Records provided.
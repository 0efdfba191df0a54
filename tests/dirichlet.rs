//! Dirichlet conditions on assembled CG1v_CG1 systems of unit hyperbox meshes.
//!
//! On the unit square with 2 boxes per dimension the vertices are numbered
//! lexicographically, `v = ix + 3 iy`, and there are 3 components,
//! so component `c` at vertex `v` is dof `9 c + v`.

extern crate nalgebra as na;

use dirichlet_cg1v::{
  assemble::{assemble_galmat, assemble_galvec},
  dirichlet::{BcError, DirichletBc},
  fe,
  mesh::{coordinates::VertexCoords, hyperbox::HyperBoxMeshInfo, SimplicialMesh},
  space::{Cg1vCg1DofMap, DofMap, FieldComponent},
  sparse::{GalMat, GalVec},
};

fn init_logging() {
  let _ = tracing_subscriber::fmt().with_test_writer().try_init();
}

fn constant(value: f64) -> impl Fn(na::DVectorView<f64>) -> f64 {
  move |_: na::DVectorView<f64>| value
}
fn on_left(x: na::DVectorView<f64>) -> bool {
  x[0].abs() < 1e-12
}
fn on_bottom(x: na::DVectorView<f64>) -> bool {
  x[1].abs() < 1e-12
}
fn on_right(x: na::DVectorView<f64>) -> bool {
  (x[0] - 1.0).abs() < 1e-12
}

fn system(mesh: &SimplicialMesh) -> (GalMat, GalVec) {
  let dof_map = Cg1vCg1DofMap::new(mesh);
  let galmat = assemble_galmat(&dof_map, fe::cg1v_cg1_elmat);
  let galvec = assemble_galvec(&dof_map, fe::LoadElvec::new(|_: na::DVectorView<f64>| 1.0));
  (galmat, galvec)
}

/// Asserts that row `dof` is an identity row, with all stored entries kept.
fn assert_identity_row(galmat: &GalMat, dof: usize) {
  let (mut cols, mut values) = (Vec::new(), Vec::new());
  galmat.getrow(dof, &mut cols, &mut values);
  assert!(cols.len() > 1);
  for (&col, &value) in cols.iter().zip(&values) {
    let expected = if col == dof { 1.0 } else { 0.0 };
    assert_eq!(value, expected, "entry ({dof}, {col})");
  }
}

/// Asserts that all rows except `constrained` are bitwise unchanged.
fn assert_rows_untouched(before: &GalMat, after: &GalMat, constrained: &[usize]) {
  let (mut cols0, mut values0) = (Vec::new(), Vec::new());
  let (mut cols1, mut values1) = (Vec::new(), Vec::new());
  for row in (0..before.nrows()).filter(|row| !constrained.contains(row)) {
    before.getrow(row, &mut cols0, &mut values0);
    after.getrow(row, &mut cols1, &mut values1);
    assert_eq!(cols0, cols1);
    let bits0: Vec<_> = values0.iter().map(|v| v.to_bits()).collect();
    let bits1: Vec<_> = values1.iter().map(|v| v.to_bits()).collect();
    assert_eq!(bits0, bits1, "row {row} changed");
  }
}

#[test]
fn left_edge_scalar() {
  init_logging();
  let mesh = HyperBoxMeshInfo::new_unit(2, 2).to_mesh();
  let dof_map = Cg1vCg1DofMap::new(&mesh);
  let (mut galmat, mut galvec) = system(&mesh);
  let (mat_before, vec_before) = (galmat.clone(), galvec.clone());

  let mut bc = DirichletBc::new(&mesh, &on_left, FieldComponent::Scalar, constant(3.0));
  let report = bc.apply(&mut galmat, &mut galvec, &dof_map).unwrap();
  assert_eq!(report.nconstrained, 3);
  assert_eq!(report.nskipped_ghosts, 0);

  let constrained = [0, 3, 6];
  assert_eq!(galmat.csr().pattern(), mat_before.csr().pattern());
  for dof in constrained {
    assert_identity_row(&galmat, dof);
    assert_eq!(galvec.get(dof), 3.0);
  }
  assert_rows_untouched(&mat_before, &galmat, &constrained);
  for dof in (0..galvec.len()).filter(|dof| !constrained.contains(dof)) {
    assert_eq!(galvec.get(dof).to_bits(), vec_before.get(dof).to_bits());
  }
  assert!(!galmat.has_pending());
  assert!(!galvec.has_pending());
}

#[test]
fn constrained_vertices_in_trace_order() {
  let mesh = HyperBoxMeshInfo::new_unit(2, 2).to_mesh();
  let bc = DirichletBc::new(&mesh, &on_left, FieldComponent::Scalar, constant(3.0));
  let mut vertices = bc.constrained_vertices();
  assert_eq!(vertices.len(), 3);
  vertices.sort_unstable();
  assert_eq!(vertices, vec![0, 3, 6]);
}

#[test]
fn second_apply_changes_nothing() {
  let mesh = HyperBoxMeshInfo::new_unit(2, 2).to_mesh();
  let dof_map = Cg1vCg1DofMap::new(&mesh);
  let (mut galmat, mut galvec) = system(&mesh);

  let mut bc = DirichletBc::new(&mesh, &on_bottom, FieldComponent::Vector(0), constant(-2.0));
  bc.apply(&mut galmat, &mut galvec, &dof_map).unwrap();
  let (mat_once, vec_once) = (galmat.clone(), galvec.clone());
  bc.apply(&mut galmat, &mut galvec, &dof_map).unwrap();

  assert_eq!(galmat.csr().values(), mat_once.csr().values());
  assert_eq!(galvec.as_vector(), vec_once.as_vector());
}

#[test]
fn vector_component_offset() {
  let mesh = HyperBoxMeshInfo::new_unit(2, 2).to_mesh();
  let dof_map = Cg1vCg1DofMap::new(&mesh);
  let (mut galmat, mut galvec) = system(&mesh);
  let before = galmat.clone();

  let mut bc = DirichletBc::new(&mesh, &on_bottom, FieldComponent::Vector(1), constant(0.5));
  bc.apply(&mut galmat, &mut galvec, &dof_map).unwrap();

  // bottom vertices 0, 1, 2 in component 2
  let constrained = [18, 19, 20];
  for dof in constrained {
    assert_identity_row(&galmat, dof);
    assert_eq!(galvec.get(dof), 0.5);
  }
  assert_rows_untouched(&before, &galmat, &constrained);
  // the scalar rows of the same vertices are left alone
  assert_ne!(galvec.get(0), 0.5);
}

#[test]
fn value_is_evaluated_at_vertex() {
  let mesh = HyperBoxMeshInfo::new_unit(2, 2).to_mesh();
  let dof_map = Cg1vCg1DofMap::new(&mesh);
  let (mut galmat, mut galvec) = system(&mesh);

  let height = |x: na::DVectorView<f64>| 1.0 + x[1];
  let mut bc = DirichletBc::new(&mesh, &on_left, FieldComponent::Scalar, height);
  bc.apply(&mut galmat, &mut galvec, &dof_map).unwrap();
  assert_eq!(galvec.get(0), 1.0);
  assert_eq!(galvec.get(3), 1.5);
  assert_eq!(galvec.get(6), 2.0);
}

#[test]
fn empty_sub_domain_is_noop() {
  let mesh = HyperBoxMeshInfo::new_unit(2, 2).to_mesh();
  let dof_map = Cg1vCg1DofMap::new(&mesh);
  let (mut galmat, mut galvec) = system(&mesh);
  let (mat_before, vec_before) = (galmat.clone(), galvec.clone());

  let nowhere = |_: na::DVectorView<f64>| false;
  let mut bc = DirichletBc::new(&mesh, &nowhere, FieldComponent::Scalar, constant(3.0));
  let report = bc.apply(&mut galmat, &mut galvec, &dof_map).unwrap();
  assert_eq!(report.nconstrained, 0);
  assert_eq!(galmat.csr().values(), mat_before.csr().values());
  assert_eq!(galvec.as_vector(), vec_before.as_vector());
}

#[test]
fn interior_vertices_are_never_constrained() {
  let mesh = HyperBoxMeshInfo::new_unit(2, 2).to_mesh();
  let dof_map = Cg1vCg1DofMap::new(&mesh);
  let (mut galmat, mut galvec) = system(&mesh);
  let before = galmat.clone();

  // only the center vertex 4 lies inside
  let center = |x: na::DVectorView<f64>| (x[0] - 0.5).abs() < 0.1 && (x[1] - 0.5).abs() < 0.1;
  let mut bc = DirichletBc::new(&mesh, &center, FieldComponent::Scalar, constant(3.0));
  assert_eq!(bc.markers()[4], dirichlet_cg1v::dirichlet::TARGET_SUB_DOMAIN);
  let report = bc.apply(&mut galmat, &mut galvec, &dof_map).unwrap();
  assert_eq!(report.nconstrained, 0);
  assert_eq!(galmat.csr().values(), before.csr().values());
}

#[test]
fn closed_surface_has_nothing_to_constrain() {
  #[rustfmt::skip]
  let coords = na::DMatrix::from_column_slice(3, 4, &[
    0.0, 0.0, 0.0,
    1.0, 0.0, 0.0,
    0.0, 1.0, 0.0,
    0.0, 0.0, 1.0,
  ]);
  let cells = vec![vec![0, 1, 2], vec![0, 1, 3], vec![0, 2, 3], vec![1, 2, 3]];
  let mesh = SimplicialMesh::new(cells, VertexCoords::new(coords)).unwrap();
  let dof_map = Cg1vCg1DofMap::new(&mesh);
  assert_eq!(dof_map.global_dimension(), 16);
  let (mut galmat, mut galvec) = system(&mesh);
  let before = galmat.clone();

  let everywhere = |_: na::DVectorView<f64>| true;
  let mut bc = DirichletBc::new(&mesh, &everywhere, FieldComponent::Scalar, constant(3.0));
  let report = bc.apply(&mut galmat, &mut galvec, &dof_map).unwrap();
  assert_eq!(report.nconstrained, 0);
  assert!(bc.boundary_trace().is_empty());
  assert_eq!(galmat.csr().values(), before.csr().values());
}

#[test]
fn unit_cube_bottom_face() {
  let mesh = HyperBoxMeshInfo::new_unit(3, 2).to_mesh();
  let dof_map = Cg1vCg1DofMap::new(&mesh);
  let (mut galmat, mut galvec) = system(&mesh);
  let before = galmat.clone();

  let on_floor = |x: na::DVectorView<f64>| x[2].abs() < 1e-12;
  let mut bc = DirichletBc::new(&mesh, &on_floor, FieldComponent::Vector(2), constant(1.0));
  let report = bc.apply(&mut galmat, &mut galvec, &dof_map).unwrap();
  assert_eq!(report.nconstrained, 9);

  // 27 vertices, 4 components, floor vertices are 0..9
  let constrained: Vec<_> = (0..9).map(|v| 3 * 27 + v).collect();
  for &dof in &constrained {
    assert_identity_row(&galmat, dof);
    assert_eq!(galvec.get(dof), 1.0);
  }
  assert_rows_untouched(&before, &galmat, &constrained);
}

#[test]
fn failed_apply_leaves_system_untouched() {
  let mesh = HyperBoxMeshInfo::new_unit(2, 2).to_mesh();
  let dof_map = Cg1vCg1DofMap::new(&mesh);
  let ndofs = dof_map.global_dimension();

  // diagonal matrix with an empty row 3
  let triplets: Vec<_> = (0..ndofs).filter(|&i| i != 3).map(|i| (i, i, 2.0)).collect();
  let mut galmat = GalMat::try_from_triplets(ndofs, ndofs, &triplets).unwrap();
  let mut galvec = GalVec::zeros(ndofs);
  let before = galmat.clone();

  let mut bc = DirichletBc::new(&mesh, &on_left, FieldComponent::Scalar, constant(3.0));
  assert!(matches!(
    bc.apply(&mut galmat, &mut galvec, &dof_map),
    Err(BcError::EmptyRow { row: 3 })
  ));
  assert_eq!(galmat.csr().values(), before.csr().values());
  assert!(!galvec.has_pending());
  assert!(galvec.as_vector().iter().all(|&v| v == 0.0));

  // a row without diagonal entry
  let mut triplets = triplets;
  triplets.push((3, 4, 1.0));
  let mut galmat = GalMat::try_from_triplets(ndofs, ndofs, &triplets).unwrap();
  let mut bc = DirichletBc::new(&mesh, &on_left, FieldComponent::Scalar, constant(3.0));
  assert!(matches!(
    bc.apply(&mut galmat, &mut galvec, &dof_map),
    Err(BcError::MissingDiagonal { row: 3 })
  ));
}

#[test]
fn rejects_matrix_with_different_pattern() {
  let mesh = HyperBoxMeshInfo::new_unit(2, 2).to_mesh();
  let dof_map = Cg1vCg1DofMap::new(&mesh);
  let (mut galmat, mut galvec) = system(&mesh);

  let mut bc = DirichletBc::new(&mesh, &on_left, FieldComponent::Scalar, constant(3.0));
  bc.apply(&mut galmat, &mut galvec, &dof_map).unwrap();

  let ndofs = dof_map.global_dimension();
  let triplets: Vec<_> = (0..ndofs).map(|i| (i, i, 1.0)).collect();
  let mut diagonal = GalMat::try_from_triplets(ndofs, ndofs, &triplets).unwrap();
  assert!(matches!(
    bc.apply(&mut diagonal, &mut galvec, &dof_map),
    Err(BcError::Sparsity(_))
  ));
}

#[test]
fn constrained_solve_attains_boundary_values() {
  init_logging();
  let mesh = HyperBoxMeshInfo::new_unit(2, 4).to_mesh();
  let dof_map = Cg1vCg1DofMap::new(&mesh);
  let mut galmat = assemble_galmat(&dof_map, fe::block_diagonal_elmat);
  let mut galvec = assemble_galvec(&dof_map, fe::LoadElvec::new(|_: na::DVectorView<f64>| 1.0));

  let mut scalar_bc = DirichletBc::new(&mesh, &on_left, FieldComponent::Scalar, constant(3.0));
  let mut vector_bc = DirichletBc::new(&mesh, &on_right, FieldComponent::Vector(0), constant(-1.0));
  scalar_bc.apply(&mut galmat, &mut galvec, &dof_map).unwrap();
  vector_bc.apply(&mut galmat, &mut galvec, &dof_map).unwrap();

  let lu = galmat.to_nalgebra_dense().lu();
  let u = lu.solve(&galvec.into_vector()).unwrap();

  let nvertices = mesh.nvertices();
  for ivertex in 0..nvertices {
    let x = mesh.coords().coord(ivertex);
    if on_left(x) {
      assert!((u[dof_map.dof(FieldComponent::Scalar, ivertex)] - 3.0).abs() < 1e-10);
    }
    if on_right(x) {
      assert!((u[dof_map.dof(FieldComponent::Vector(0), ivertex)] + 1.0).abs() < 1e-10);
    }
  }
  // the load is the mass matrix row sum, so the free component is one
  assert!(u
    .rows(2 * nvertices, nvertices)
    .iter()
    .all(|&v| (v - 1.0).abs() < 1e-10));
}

What is needed.
Please transcribe exactly the lines above from the line that has "assert_eq!(galvec.get(0), 1.0);" up to and including the line that has "let nowhere = |_: na::DVectorView<f64>|"; no other line belongs in the answer.

Response area.
  assert_eq!(galvec.get(0), 1.0);
  assert_eq!(galvec.get(3), 1.5);
  assert_eq!(galvec.get(6), 2.0);
}

#[test]
fn empty_sub_domain_is_noop() {
  let mesh = HyperBoxMeshInfo::new_unit(2, 2).to_mesh();
  let dof_map = Cg1vCg1DofMap::new(&mesh);
  let (mut galmat, mut galvec) = system(&mesh);
  let (mat_before, vec_before) = (galmat.clone(), galvec.clone());

  let nowhere = |_: na::DVectorView<f64>| false;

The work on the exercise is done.